Celebrity Bear Hunt will be arriving on Netflix next month and the star-studded lineup has now been confirmed
It was the end of his SAS career, so Bear, who was Chief Scout for 15 years until 2024, has marketed himself as a modern-day hero with apps, books, speaking tours, a survival school and reality shows, amassing an estimated £20 million fortune.
This son of a Conservative MP met his wife Shara on a beach in the north of Scotland in 1998, when he’d been skinny dipping but had lost his clothes and was wandering naked. They married two years later and at first lived on a houseboat on the Thames.
They now own an island off the coast of Wales, as well as homes in London’s Battersea and in the Wiltshire countryside. The latter is where he has come from today, abandoning a car and driver because of heavy traffic and arriving, not a bit breathless, on a fold-up bicycle.
‘I have plenty of fear,’ he tells me, surprisingly. ‘I have doubts and struggles in terms of confidence, just as much as physical fears, but I’ve learned that you’ve got to be all-in.
‘Every time one of the crew puts a hand on my shoulder before that aircraft door opens, they know that’s a hard thing for me, but I’m like, ‘Come on. I know this feeling. I’m used to this. It’s OK, just do it.’
Has that got harder as he’s got older? ‘The fears get heavier, that’s just natural. You pick up more scars. You fail more. The thing is, don’t retreat,’ he says.
At 50, his face carries the deep lines of someone who has spent a lot of time squinting into the distance, telling a camera how tough things are about to get.
And in Costa Rica, for a dozen soft celebs, tough is the word. Spice Girl Mel B, former tennis player Boris Becker, flamboyant interior designer Laurence Llewelyn-Bowen and Strictly judge Shirley Ballas are among the contestants sharing a beach shack by the waves.

Bear Grylls (left) with Neil Laughton on the summit of Mount Everest

Bear Grylls on the mountain Rosablanche in the Swiss Pennine Alps
‘We put the camp on the beach because it is out of the trees, so there’s a better chance of not being overrun by snakes,’ explains Bear.

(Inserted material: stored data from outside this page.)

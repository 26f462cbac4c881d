//! Trapezoidal time stepping of the Galerkin system.

use tracing::debug;

use crate::finite_elements::assembly::{assemble, GalerkinMatrices};
use crate::grid::Grid;
use crate::stepping::{boundary_values, Scheme, TimeStepper};
use zcb_core::{Price, Result, Size};
use zcb_math::{GaussLegendreIntegral, Integrator, Matrix};
use zcb_models::{DiscountBondPricer, Vasicek};

/// Finite-element scheme: `(M − ½dτ B) Q^{n+1} = (M + ½dτ B) Q^n`.
///
/// The solve runs over every node. Boundary values are imposed by moving
/// the first and last columns to the right-hand side for the interior rows
/// and replacing the first and last rows with identity rows.
pub struct FiniteElementScheme<'a, P: ?Sized> {
    grid: &'a Grid,
    matrices: GalerkinMatrices,
    lhs: Matrix,
    rhs: Matrix,
    pricer: &'a P,
}

impl<'a, P> FiniteElementScheme<'a, P>
where
    P: DiscountBondPricer + ?Sized,
{
    /// Assemble with three-point Gauss-Legendre quadrature.
    pub fn new(grid: &'a Grid, model: Vasicek, pricer: &'a P) -> Result<Self> {
        Self::with_integrator(grid, model, pricer, &GaussLegendreIntegral::default())
    }

    /// Assemble with the given quadrature rule.
    pub fn with_integrator<I>(
        grid: &'a Grid,
        model: Vasicek,
        pricer: &'a P,
        integrator: &I,
    ) -> Result<Self>
    where
        I: Integrator + Sync,
    {
        let matrices = assemble(grid, &model, integrator)?;
        let half_step = matrices.operator.scale(0.5 * grid.dtau());
        let lhs = &matrices.mass - &half_step;
        let rhs = &matrices.mass + &half_step;
        debug!(nodes = lhs.rows(), "finite-element system ready");
        Ok(Self {
            grid,
            matrices,
            lhs,
            rhs,
            pricer,
        })
    }

    /// The assembled mass and operator matrices.
    pub fn matrices(&self) -> &GalerkinMatrices {
        &self.matrices
    }
}

impl<P> TimeStepper for FiniteElementScheme<'_, P>
where
    P: DiscountBondPricer + ?Sized,
{
    fn name(&self) -> &'static str {
        Scheme::FiniteElement.name()
    }

    fn grid(&self) -> &Grid {
        self.grid
    }

    fn step(&self, n: Size, previous: &[Price]) -> Result<Vec<Price>> {
        let (left, right) = boundary_values(self.pricer, self.grid, n + 1);
        let last = previous.len() - 1;

        let mut b = self.rhs.mul_vec(previous)?;
        let mut a = self.lhs.clone();
        for row in 1..last {
            b[row] -= a[(row, 0)] * left + a[(row, last)] * right;
            a[(row, 0)] = 0.0;
            a[(row, last)] = 0.0;
        }
        a.set_identity_row(0);
        a.set_identity_row(last);
        b[0] = left;
        b[last] = right;

        a.solve(&b)
    }
}

#[cfg(test)]
mod tests {
    use super::*;
    use crate::field::{analytical_field, error_field};
    use crate::stepping::march;
    use zcb_core::{DiscretizationParameters, RunConfig};
    use zcb_models::AnalyticalSolver;

    fn setup(time_steps: Size, space_steps: Size) -> (Grid, AnalyticalSolver) {
        let config = RunConfig {
            discretization: DiscretizationParameters::new(time_steps, space_steps, 0.0, 0.15),
            ..RunConfig::default()
        };
        let grid = Grid::new(&config).unwrap();
        let pricer = AnalyticalSolver::from_parameters(&config.model).unwrap();
        (grid, pricer)
    }

    #[test]
    fn close_to_closed_form() {
        let (grid, pricer) = setup(100, 50);
        let scheme = FiniteElementScheme::new(&grid, *pricer.model(), &pricer).unwrap();
        let field = march(&scheme).unwrap();
        let err = error_field(&field, &analytical_field(&grid, &pricer)).unwrap();
        assert!(err.max_abs_error() < 5e-6, "{}", err.max_abs_error());
    }

    #[test]
    fn boundary_rows_are_exact() {
        let (grid, pricer) = setup(10, 8);
        let scheme = FiniteElementScheme::new(&grid, *pricer.model(), &pricer).unwrap();
        let next = scheme.step(3, &[1.0; 9]).unwrap();
        let t = grid.calendar_time_at_step(4);
        assert!((next[0] - pricer.price(t, 0.0)).abs() < 1e-14);
        assert!((next[8] - pricer.price(t, 0.15)).abs() < 1e-14);
    }

    #[test]
    fn single_element() {
        let (grid, pricer) = setup(5, 1);
        let field = march(&FiniteElementScheme::new(&grid, *pricer.model(), &pricer).unwrap())
            .unwrap();
        assert_eq!(field.shape(), (6, 2));
        assert!((field[(0, 1)] - pricer.price(0.0, 0.15)).abs() < 1e-14);
    }
}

The stars are given properly scary tasks, like crossing a rope bridge with half the slats missing far above a ravine. But unlike some of his rival hosts, Bear is not trying to break anybody.
‘There are so many shows that are shouting at people. That has never been our DNA. I think the jungle does that for us. The jungle is a super-tough environment if you’ve never been before. Everything is out to sting you, bite you, intimidate you.’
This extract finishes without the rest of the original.